Records from a collection:
━━━━━━━━━━━━━━━━━━━━━━━━━━━━━━
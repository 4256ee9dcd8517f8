//! Proxy Sieve - Multi-stage HTTP proxy validator
//!
//! Routes sample requests through each candidate proxy and keeps only the
//! ones that pass a liveness probe and two consistency probes. Accepted
//! proxies are checkpointed to disk while the run is in progress.

pub mod engine;
pub mod error;
pub mod proxy;

#[cfg(test)]
pub(crate) mod test_support;

pub use engine::*;
pub use error::{LoadError, PersistError, ProbeError};
pub use proxy::*;

/// Application result type
pub type Result<T> = anyhow::Result<T>;
//! Cell address and rectangle types

use crate::error::{Error, Result};
use crate::{MAX_COLS, MAX_ROWS};
use std::fmt;
use std::str::FromStr;

/// A cell address (e.g., "A1", "$B$2")
///
/// Cell addresses in Excel use a combination of column letters (A-XFD) and row numbers (1-1048576).
/// The optional `$` prefix makes a reference absolute (doesn't change when copied).
#[derive(Debug, Clone, Copy, PartialEq, Eq, Hash)]
#[cfg_attr(feature = "serde", derive(serde::Serialize, serde::Deserialize))]
pub struct CellAddress {
    /// Row index (0-based internally, 1-based in display)
    pub row: u32,
    /// Column index (0-based, A=0, B=1, ..., XFD=16383)
    pub col: u16,
    /// Whether the row reference is absolute ($)
    pub row_absolute: bool,
    /// Whether the column reference is absolute ($)
    pub col_absolute: bool,
}

impl CellAddress {
    /// Create a new cell address with relative references
    pub fn new(row: u32, col: u16) -> Self {
        Self {
            row,
            col,
            row_absolute: false,
            col_absolute: false,
        }
    }

    /// Create a new cell address with specified absolute/relative flags
    pub fn with_absolute(row: u32, col: u16, row_absolute: bool, col_absolute: bool) -> Self {
        Self {
            row,
            col,
            row_absolute,
            col_absolute,
        }
    }

    /// Create an absolute cell address ($A$1 style)
    pub fn absolute(row: u32, col: u16) -> Self {
        Self::with_absolute(row, col, true, true)
    }

    /// Parse a cell address from A1-style notation
    ///
    /// # Examples
    /// ```
    /// use duke_rules_core::CellAddress;
    ///
    /// let addr = CellAddress::parse("A1").unwrap();
    /// assert_eq!(addr.row, 0);
    /// assert_eq!(addr.col, 0);
    ///
    /// let addr = CellAddress::parse("$B$2").unwrap();
    /// assert_eq!(addr.row, 1);
    /// assert_eq!(addr.col, 1);
    /// assert!(addr.row_absolute);
    /// assert!(addr.col_absolute);
    /// ```
    pub fn parse(s: &str) -> Result<Self> {
        let invalid = || Error::InvalidCellName(s.to_string());
        let bytes = s.as_bytes();
        let mut pos = 0;

        let col_absolute = if bytes.first() == Some(&b'$') {
            pos += 1;
            true
        } else {
            false
        };

        let col_start = pos;
        while pos < bytes.len() && bytes[pos].is_ascii_alphabetic() {
            pos += 1;
        }
        if pos == col_start {
            return Err(invalid());
        }
        let col = Self::letters_to_column(&s[col_start..pos])?;

        let row_absolute = if bytes.get(pos) == Some(&b'$') {
            pos += 1;
            true
        } else {
            false
        };

        let row_str = &s[pos..];
        if row_str.is_empty() || !row_str.bytes().all(|b| b.is_ascii_digit()) {
            return Err(invalid());
        }
        let row: u32 = row_str.parse().map_err(|_| invalid())?;

        // Excel rows are 1-based, we use 0-based internally
        if row == 0 {
            return Err(invalid());
        }
        if row > MAX_ROWS {
            return Err(Error::RowOutOfBounds(row, MAX_ROWS));
        }

        Ok(Self {
            row: row - 1,
            col,
            row_absolute,
            col_absolute,
        })
    }

    /// Convert column index to letters (0 = A, 25 = Z, 26 = AA, etc.)
    pub fn column_to_letters(col: u16) -> String {
        let mut result = String::new();
        let mut n = col as u32 + 1; // 1-based for calculation

        while n > 0 {
            n -= 1;
            let c = ((n % 26) as u8 + b'A') as char;
            result.insert(0, c);
            n /= 26;
        }

        result
    }

    /// Convert column letters to index (A = 0, Z = 25, AA = 26, etc.)
    pub fn letters_to_column(letters: &str) -> Result<u16> {
        if letters.is_empty() || letters.len() > 3 {
            // Anything past three letters is beyond XFD
            if letters.len() > 3 && letters.chars().all(|c| c.is_ascii_alphabetic()) {
                return Err(Error::ColumnOutOfBounds(u32::MAX, MAX_COLS));
            }
            return Err(Error::InvalidCellName(letters.to_string()));
        }

        let mut col: u32 = 0;
        for c in letters.chars() {
            if !c.is_ascii_alphabetic() {
                return Err(Error::InvalidCellName(letters.to_string()));
            }
            col = col * 26 + (c.to_ascii_uppercase() as u32 - 'A' as u32 + 1);
        }

        if col > MAX_COLS as u32 {
            return Err(Error::ColumnOutOfBounds(col, MAX_COLS));
        }

        Ok((col - 1) as u16)
    }

    /// Format as A1-style string
    pub fn to_a1_string(&self) -> String {
        let mut result = String::new();

        if self.col_absolute {
            result.push('$');
        }
        result.push_str(&Self::column_to_letters(self.col));

        if self.row_absolute {
            result.push('$');
        }
        result.push_str(&(self.row + 1).to_string());

        result
    }

    /// Same position with both references made absolute
    pub fn to_absolute(self) -> Self {
        Self::absolute(self.row, self.col)
    }

}
impl ValidationOperator {
    /// Get the XLSX operator string
    pub fn xlsx_operator(&self) -> &'static str {
        match self {
            ValidationOperator::Between => "between",
            ValidationOperator::NotBetween => "notBetween",
            ValidationOperator::Equal => "equal",
            ValidationOperator::NotEqual => "notEqual",
            ValidationOperator::GreaterThan => "greaterThan",
            ValidationOperator::LessThan => "lessThan",
            ValidationOperator::GreaterThanOrEqual => "greaterThanOrEqual",
            ValidationOperator::LessThanOrEqual => "lessThanOrEqual",
        }
    }

    /// Parse from XLSX operator string
    pub fn from_xlsx(s: &str) -> Option<Self> {
        match s {
            "between" => Some(ValidationOperator::Between),
            "notBetween" => Some(ValidationOperator::NotBetween),
            "equal" => Some(ValidationOperator::Equal),
            "notEqual" => Some(ValidationOperator::NotEqual),
            "greaterThan" => Some(ValidationOperator::GreaterThan),
            "lessThan" => Some(ValidationOperator::LessThan),
            "greaterThanOrEqual" => Some(ValidationOperator::GreaterThanOrEqual),
            "lessThanOrEqual" => Some(ValidationOperator::LessThanOrEqual),
            _ => None,
        }
    }

    /// Check if this operator requires two values
    pub fn requires_two_values(&self) -> bool {
        matches!(
            self,
            ValidationOperator::Between | ValidationOperator::NotBetween
        )
    }
}

/// Error alert styles
#[derive(Debug, Clone, Copy, PartialEq, Eq, Hash, Default)]
#[cfg_attr(feature = "serde", derive(serde::Serialize, serde::Deserialize))]
pub enum ErrorStyle {
    /// Reject invalid data (default)
    #[default]
    Stop,
    /// Warn but allow
    Warning,
    /// Just inform
    Information,
}

impl ErrorStyle {
    /// Get the XLSX error style string
    pub fn xlsx_style(&self) -> &'static str {
        match self {
            ErrorStyle::Stop => "stop",
            ErrorStyle::Warning => "warning",
            ErrorStyle::Information => "information",
        }
    }

    /// Parse from XLSX style string
    pub fn from_xlsx(s: &str) -> Option<Self> {
        match s {
            "stop" => Some(ErrorStyle::Stop),
            "warning" => Some(ErrorStyle::Warning),
            "information" => Some(ErrorStyle::Information),
            _ => None,
        }
    }
}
━━━━━━━━━━━━━━━━━━━━━━━━━━━━━━
Task details: All of the records need to be returned exactly as they are.

Reply:
repository 4256ee9dcd8517f8
//! Proxy Sieve - Multi-stage HTTP proxy validator
//!
//! Routes sample requests through each candidate proxy and keeps only the
//! ones that pass a liveness probe and two consistency probes. Accepted
//! proxies are checkpointed to disk while the run is in progress.

pub mod engine;
pub mod error;
pub mod proxy;

#[cfg(test)]
pub(crate) mod test_support;

pub use engine::*;
pub use error::{LoadError, PersistError, ProbeError};
pub use proxy::*;

/// Application result type
pub type Result<T> = anyhow::Result<T>;
//! Cell address and rectangle types

use crate::error::{Error, Result};
use crate::{MAX_COLS, MAX_ROWS};
use std::fmt;
use std::str::FromStr;

/// A cell address (e.g., "A1", "$B$2")
///
/// Cell addresses in Excel use a combination of column letters (A-XFD) and row numbers (1-1048576).
/// The optional `$` prefix makes a reference absolute (doesn't change when copied).
#[derive(Debug, Clone, Copy, PartialEq, Eq, Hash)]
#[cfg_attr(feature = "serde", derive(serde::Serialize, serde::Deserialize))]
pub struct CellAddress {
    /// Row index (0-based internally, 1-based in display)
    pub row: u32,
    /// Column index (0-based, A=0, B=1, ..., XFD=16383)
    pub col: u16,
    /// Whether the row reference is absolute ($)
    pub row_absolute: bool,
    /// Whether the column reference is absolute ($)
    pub col_absolute: bool,
}

impl CellAddress {
    /// Create a new cell address with relative references
    pub fn new(row: u32, col: u16) -> Self {
        Self {
            row,
            col,
            row_absolute: false,
            col_absolute: false,
        }
    }

    /// Create a new cell address with specified absolute/relative flags
    pub fn with_absolute(row: u32, col: u16, row_absolute: bool, col_absolute: bool) -> Self {
        Self {
            row,
            col,
            row_absolute,
            col_absolute,
        }
    }

    /// Create an absolute cell address ($A$1 style)
    pub fn absolute(row: u32, col: u16) -> Self {
        Self::with_absolute(row, col, true, true)
    }

    /// Parse a cell address from A1-style notation
    ///
    /// # Examples
    /// ```
    /// use duke_rules_core::CellAddress;
    ///
    /// let addr = CellAddress::parse("A1").unwrap();
    /// assert_eq!(addr.row, 0);
    /// assert_eq!(addr.col, 0);
    ///
    /// let addr = CellAddress::parse("$B$2").unwrap();
    /// assert_eq!(addr.row, 1);
    /// assert_eq!(addr.col, 1);
    /// assert!(addr.row_absolute);
    /// assert!(addr.col_absolute);
    /// ```
    pub fn parse(s: &str) -> Result<Self> {
        let invalid = || Error::InvalidCellName(s.to_string());
        let bytes = s.as_bytes();
        let mut pos = 0;

        let col_absolute = if bytes.first() == Some(&b'$') {
            pos += 1;
            true
        } else {
            false
        };

        let col_start = pos;
        while pos < bytes.len() && bytes[pos].is_ascii_alphabetic() {
            pos += 1;
        }
        if pos == col_start {
            return Err(invalid());
        }
        let col = Self::letters_to_column(&s[col_start..pos])?;

        let row_absolute = if bytes.get(pos) == Some(&b'$') {
            pos += 1;
            true
        } else {
            false
        };

        let row_str = &s[pos..];
        if row_str.is_empty() || !row_str.bytes().all(|b| b.is_ascii_digit()) {
            return Err(invalid());
        }
        let row: u32 = row_str.parse().map_err(|_| invalid())?;

        // Excel rows are 1-based, we use 0-based internally
        if row == 0 {
            return Err(invalid());
        }
        if row > MAX_ROWS {
            return Err(Error::RowOutOfBounds(row, MAX_ROWS));
        }

        Ok(Self {
            row: row - 1,
            col,
            row_absolute,
            col_absolute,
        })
    }

    /// Convert column index to letters (0 = A, 25 = Z, 26 = AA, etc.)
    pub fn column_to_letters(col: u16) -> String {
        let mut result = String::new();
        let mut n = col as u32 + 1; // 1-based for calculation

        while n > 0 {
            n -= 1;
            let c = ((n % 26) as u8 + b'A') as char;
            result.insert(0, c);
            n /= 26;
        }

        result
    }

    /// Convert column letters to index (A = 0, Z = 25, AA = 26, etc.)
    pub fn letters_to_column(letters: &str) -> Result<u16> {
        if letters.is_empty() || letters.len() > 3 {
            // Anything past three letters is beyond XFD
            if letters.len() > 3 && letters.chars().all(|c| c.is_ascii_alphabetic()) {
                return Err(Error::ColumnOutOfBounds(u32::MAX, MAX_COLS));
            }
            return Err(Error::InvalidCellName(letters.to_string()));
        }

        let mut col: u32 = 0;
        for c in letters.chars() {
            if !c.is_ascii_alphabetic() {
                return Err(Error::InvalidCellName(letters.to_string()));
            }
            col = col * 26 + (c.to_ascii_uppercase() as u32 - 'A' as u32 + 1);
        }

        if col > MAX_COLS as u32 {
            return Err(Error::ColumnOutOfBounds(col, MAX_COLS));
        }

        Ok((col - 1) as u16)
    }

    /// Format as A1-style string
    pub fn to_a1_string(&self) -> String {
        let mut result = String::new();

        if self.col_absolute {
            result.push('$');
        }
        result.push_str(&Self::column_to_letters(self.col));

        if self.row_absolute {
            result.push('$');
        }
        result.push_str(&(self.row + 1).to_string());

        result
    }

    /// Same position with both references made absolute
    pub fn to_absolute(self) -> Self {
        Self::absolute(self.row, self.col)
    }

}
impl ValidationOperator {
    /// Get the XLSX operator string
    pub fn xlsx_operator(&self) -> &'static str {
        match self {
            ValidationOperator::Between => "between",
            ValidationOperator::NotBetween => "notBetween",
            ValidationOperator::Equal => "equal",
            ValidationOperator::NotEqual => "notEqual",
            ValidationOperator::GreaterThan => "greaterThan",
            ValidationOperator::LessThan => "lessThan",
            ValidationOperator::GreaterThanOrEqual => "greaterThanOrEqual",
            ValidationOperator::LessThanOrEqual => "lessThanOrEqual",
        }
    }

    /// Parse from XLSX operator string
    pub fn from_xlsx(s: &str) -> Option<Self> {
        match s {
            "between" => Some(ValidationOperator::Between),
            "notBetween" => Some(ValidationOperator::NotBetween),
            "equal" => Some(ValidationOperator::Equal),
            "notEqual" => Some(ValidationOperator::NotEqual),
            "greaterThan" => Some(ValidationOperator::GreaterThan),
            "lessThan" => Some(ValidationOperator::LessThan),
            "greaterThanOrEqual" => Some(ValidationOperator::GreaterThanOrEqual),
            "lessThanOrEqual" => Some(ValidationOperator::LessThanOrEqual),
            _ => None,
        }
    }

    /// Check if this operator requires two values
    pub fn requires_two_values(&self) -> bool {
        matches!(
            self,
            ValidationOperator::Between | ValidationOperator::NotBetween
        )
    }
}

/// Error alert styles
#[derive(Debug, Clone, Copy, PartialEq, Eq, Hash, Default)]
#[cfg_attr(feature = "serde", derive(serde::Serialize, serde::Deserialize))]
pub enum ErrorStyle {
    /// Reject invalid data (default)
    #[default]
    Stop,
    /// Warn but allow
    Warning,
    /// Just inform
    Information,
}

impl ErrorStyle {
    /// Get the XLSX error style string
    pub fn xlsx_style(&self) -> &'static str {
        match self {
            ErrorStyle::Stop => "stop",
            ErrorStyle::Warning => "warning",
            ErrorStyle::Information => "information",
        }
    }

    /// Parse from XLSX style string
    pub fn from_xlsx(s: &str) -> Option<Self> {
        match s {
            "stop" => Some(ErrorStyle::Stop),
            "warning" => Some(ErrorStyle::Warning),
            "information" => Some(ErrorStyle::Information),
            _ => None,
        }
    }
}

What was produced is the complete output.